### PROBLEM DESCRIPTION
Leave out every line before the one containing "fn get(&self, key: &str) -> Option<String>;", and set down that line and the rest through the end of the listing exactly.

### DATA SHOWN
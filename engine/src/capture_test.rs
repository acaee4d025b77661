use super::*;

use crate::consts::{CURVE_SMOOTHING_LIMIT_SQ, PALM_REJECTION_LIMIT_SQ, STROKE_WIDTH_MAX};

fn capture() -> (StrokeCapture, StrokeStore) {
    (StrokeCapture::new(CaptureConfig::default()), StrokeStore::new())
}

// =============================================================
// press
// =============================================================

#[test]
fn press_anchors_stroke() {
    let (mut cap, mut store) = capture();
    let event = cap.press(&mut store, Point::new(0.0, 0.0), 1);
    assert_eq!(event, CaptureEvent::Started);
    assert!(cap.is_active());
    assert_eq!(store.current(), &[Point::new(0.0, 0.0)]);
}

#[test]
fn press_with_multiple_contacts_is_rejected() {
    let (mut cap, mut store) = capture();
    let event = cap.press(&mut store, Point::new(0.0, 0.0), 2);
    assert_eq!(event, CaptureEvent::Ignored);
    assert!(!cap.is_active());
    assert!(store.current().is_empty());
}

// =============================================================
// movement
// =============================================================

#[test]
fn movement_without_press_is_ignored() {
    let (mut cap, mut store) = capture();
    let event = cap.movement(&mut store, Point::new(5.0, 5.0));
    assert_eq!(event, CaptureEvent::Ignored);
    assert!(store.current().is_empty());
}

#[test]
fn movement_below_smoothing_threshold_is_dropped() {
    let (mut cap, mut store) = capture();
    cap.press(&mut store, Point::new(0.0, 0.0), 1);

    // (1,1) is 2.0 squared units away, under the smoothing threshold.
    let event = cap.movement(&mut store, Point::new(1.0, 1.0));
    assert_eq!(event, CaptureEvent::Smoothed);
    assert_eq!(store.current(), &[Point::new(0.0, 0.0)]);
}

#[test]
fn smoothed_sample_does_not_move_the_anchor() {
    let (mut cap, mut store) = capture();
    cap.press(&mut store, Point::new(0.0, 0.0), 1);
    cap.movement(&mut store, Point::new(1.0, 1.0));

    // Still measured from (0,0), so (2,2) is 8.0 squared units and dropped.
    let event = cap.movement(&mut store, Point::new(2.0, 2.0));
    assert_eq!(event, CaptureEvent::Smoothed);
    assert_eq!(store.current(), &[Point::new(0.0, 0.0)]);
}

#[test]
fn movement_past_smoothing_threshold_extends() {
    let (mut cap, mut store) = capture();
    cap.press(&mut store, Point::new(0.0, 0.0), 1);

    let event = cap.movement(&mut store, Point::new(50.0, 50.0));
    assert!(matches!(event, CaptureEvent::Extended { .. }));
    assert_eq!(store.current(), &[Point::new(0.0, 0.0), Point::new(50.0, 50.0)]);
}

#[test]
fn movement_past_jump_threshold_ends_without_the_sample() {
    let (mut cap, mut store) = capture();
    cap.press(&mut store, Point::new(0.0, 0.0), 1);

    let event = cap.movement(&mut store, Point::new(500.0, 500.0));
    assert_eq!(event, CaptureEvent::Ended);
    assert!(!cap.is_active());
    // The far sample is not part of the stroke.
    assert_eq!(store.current(), &[Point::new(0.0, 0.0)]);
}

#[test]
fn jump_does_not_start_a_new_stroke() {
    let (mut cap, mut store) = capture();
    cap.press(&mut store, Point::new(0.0, 0.0), 1);
    cap.movement(&mut store, Point::new(500.0, 500.0));

    // Further movement is untracked until the next press.
    let event = cap.movement(&mut store, Point::new(501.0, 501.0));
    assert_eq!(event, CaptureEvent::Ignored);
}

#[test]
fn no_two_consecutive_appended_points_within_smoothing_threshold() {
    let (mut cap, mut store) = capture();
    cap.press(&mut store, Point::new(0.0, 0.0), 1);

    let samples = [
        Point::new(0.5, 0.5),
        Point::new(4.0, 0.0),
        Point::new(4.5, 0.5),
        Point::new(9.0, 1.0),
        Point::new(9.1, 1.1),
        Point::new(14.0, 2.0),
    ];
    for pt in samples {
        cap.movement(&mut store, pt);
    }

    let points = store.current();
    for pair in points.windows(2).skip(1) {
        assert!(pair[0].dist_sq(pair[1]) > CURVE_SMOOTHING_LIMIT_SQ);
    }
}

// =============================================================
// release
// =============================================================

#[test]
fn release_ends_the_gesture() {
    let (mut cap, mut store) = capture();
    cap.press(&mut store, Point::new(0.0, 0.0), 1);
    assert_eq!(cap.release(), CaptureEvent::Ended);
    assert!(!cap.is_active());
}

#[test]
fn release_without_press_is_ignored() {
    let (mut cap, _) = capture();
    assert_eq!(cap.release(), CaptureEvent::Ignored);
}

#[test]
fn release_after_rejected_press_is_ignored() {
    let (mut cap, mut store) = capture();
    cap.press(&mut store, Point::new(0.0, 0.0), 3);
    assert_eq!(cap.release(), CaptureEvent::Ignored);
}

// =============================================================
// width hint
// =============================================================

#[test]
fn width_hint_grows_with_speed() {
    let (mut cap, mut store) = capture();
    cap.press(&mut store, Point::new(0.0, 0.0), 1);
    let CaptureEvent::Extended { width_hint: slow } =
        cap.movement(&mut store, Point::new(4.0, 0.0))
    else {
        panic!("expected Extended");
    };
    let CaptureEvent::Extended { width_hint: fast } =
        cap.movement(&mut store, Point::new(54.0, 0.0))
    else {
        panic!("expected Extended");
    };
    assert!(fast > slow);
}

#[test]
fn width_hint_saturates_at_max() {
    let (mut cap, mut store) = capture();
    cap.press(&mut store, Point::new(0.0, 0.0), 1);
    let CaptureEvent::Extended { width_hint } =
        cap.movement(&mut store, Point::new(199.0, 0.0))
    else {
        panic!("expected Extended");
    };
    assert!((width_hint - STROKE_WIDTH_MAX).abs() < f64::EPSILON);
}

// =============================================================
// configurable thresholds
// =============================================================

#[test]
fn custom_thresholds_are_honored() {
    let config = CaptureConfig { jump_limit_sq: 100.0, smoothing_limit_sq: 1.0 };
    let mut cap = StrokeCapture::new(config);
    let mut store = StrokeStore::new();

    cap.press(&mut store, Point::new(0.0, 0.0), 1);
    // 4.0 squared units: past the tightened smoothing threshold.
    assert!(matches!(
        cap.movement(&mut store, Point::new(2.0, 0.0)),
        CaptureEvent::Extended { .. }
    ));
    // 121.0 squared units: past the tightened jump threshold.
    assert_eq!(cap.movement(&mut store, Point::new(13.0, 0.0)), CaptureEvent::Ended);
}

#[test]
fn default_config_uses_shared_limits() {
    let config = CaptureConfig::default();
    assert!((config.jump_limit_sq - PALM_REJECTION_LIMIT_SQ).abs() < f64::EPSILON);
    assert!((config.smoothing_limit_sq - CURVE_SMOOTHING_LIMIT_SQ).abs() < f64::EPSILON);
}
//! Durable persistence of the local user's display identity.
//!
//! DESIGN
//! ======
//! The identity survives sessions through a minimal key-value interface; the
//! underlying medium (browser localStorage, a JSON file on disk) is an
//! external collaborator supplied by the host. A corrupt record is logged
//! and treated as absent — the caller falls back to the default identity
//! rather than surfacing an error.

#[cfg(test)]
#[path = "profile_test.rs"]
mod profile_test;

use std::collections::BTreeMap;

use messages::Identity;

use crate::consts::{DEFAULT_COLOR, DEFAULT_NAME, PROFILE_KEY};

/// Minimal durable key-value interface the profile store depends on.
///
/// Writes are best-effort: an implementation that cannot persist (quota,
/// read-only medium) logs and drops the write rather than failing the
/// session.
pub trait KvStore {
    fn get(&self, key: &str) -> Option<String>;
    fn set(&mut self, key: &str, value: &str);
}

/// In-memory store for tests and hosts without durable storage.
#[derive(Debug, Default)]
pub struct MemoryStore {
    entries: BTreeMap<String, String>,
}

impl KvStore for MemoryStore {
    fn get(&self, key: &str) -> Option<String> {
        self.entries.get(key).cloned()
    }

    fn set(&mut self, key: &str, value: &str) {
        self.entries.insert(key.to_owned(), value.to_owned());
    }
}

/// Persists and restores the local identity under a fixed key.
pub struct ProfileStore {
    store: Box<dyn KvStore>,
}

impl ProfileStore {
    #[must_use]
    pub fn new(store: Box<dyn KvStore>) -> Self {
        Self { store }
    }

    /// Restore the persisted identity, or `None` when absent or corrupt.
    #[must_use]
    pub fn load(&self) -> Option<Identity> {
        let raw = self.store.get(PROFILE_KEY)?;
        match serde_json::from_str(&raw) {
            Ok(identity) => Some(identity),
            Err(err) => {
                tracing::warn!("discarding corrupt profile record: {err}");
                None
            }
        }
    }

    /// Restore the persisted identity, falling back to the default.
    #[must_use]
    pub fn load_or_default(&self) -> Identity {
        self.load().unwrap_or_else(default_identity)
    }

    /// Persist `identity` under the fixed key.
    pub fn save(&mut self, identity: &Identity) {
        match serde_json::to_string(identity) {
            Ok(json) => self.store.set(PROFILE_KEY, &json),
            Err(err) => tracing::warn!("failed to serialize profile: {err}"),
        }
    }
}

/// The identity used before the user picks one.
#[must_use]
pub fn default_identity() -> Identity {
    Identity::new(DEFAULT_NAME, DEFAULT_COLOR)
}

### SOLUTION TO THIS TASK
    fn get(&self, key: &str) -> Option<String>;
    fn set(&mut self, key: &str, value: &str);
}

/// In-memory store for tests and hosts without durable storage.
#[derive(Debug, Default)]
pub struct MemoryStore {
    entries: BTreeMap<String, String>,
}

impl KvStore for MemoryStore {
    fn get(&self, key: &str) -> Option<String> {
        self.entries.get(key).cloned()
    }

    fn set(&mut self, key: &str, value: &str) {
        self.entries.insert(key.to_owned(), value.to_owned());
    }
}

/// Persists and restores the local identity under a fixed key.
pub struct ProfileStore {
    store: Box<dyn KvStore>,
}

impl ProfileStore {
    #[must_use]
    pub fn new(store: Box<dyn KvStore>) -> Self {
        Self { store }
    }

    /// Restore the persisted identity, or `None` when absent or corrupt.
    #[must_use]
    pub fn load(&self) -> Option<Identity> {
        let raw = self.store.get(PROFILE_KEY)?;
        match serde_json::from_str(&raw) {
            Ok(identity) => Some(identity),
            Err(err) => {
                tracing::warn!("discarding corrupt profile record: {err}");
                None
            }
        }
    }

    /// Restore the persisted identity, falling back to the default.
    #[must_use]
    pub fn load_or_default(&self) -> Identity {
        self.load().unwrap_or_else(default_identity)
    }

    /// Persist `identity` under the fixed key.
    pub fn save(&mut self, identity: &Identity) {
        match serde_json::to_string(identity) {
            Ok(json) => self.store.set(PROFILE_KEY, &json),
            Err(err) => tracing::warn!("failed to serialize profile: {err}"),
        }
    }
}

/// The identity used before the user picks one.
#[must_use]
pub fn default_identity() -> Identity {
    Identity::new(DEFAULT_NAME, DEFAULT_COLOR)
}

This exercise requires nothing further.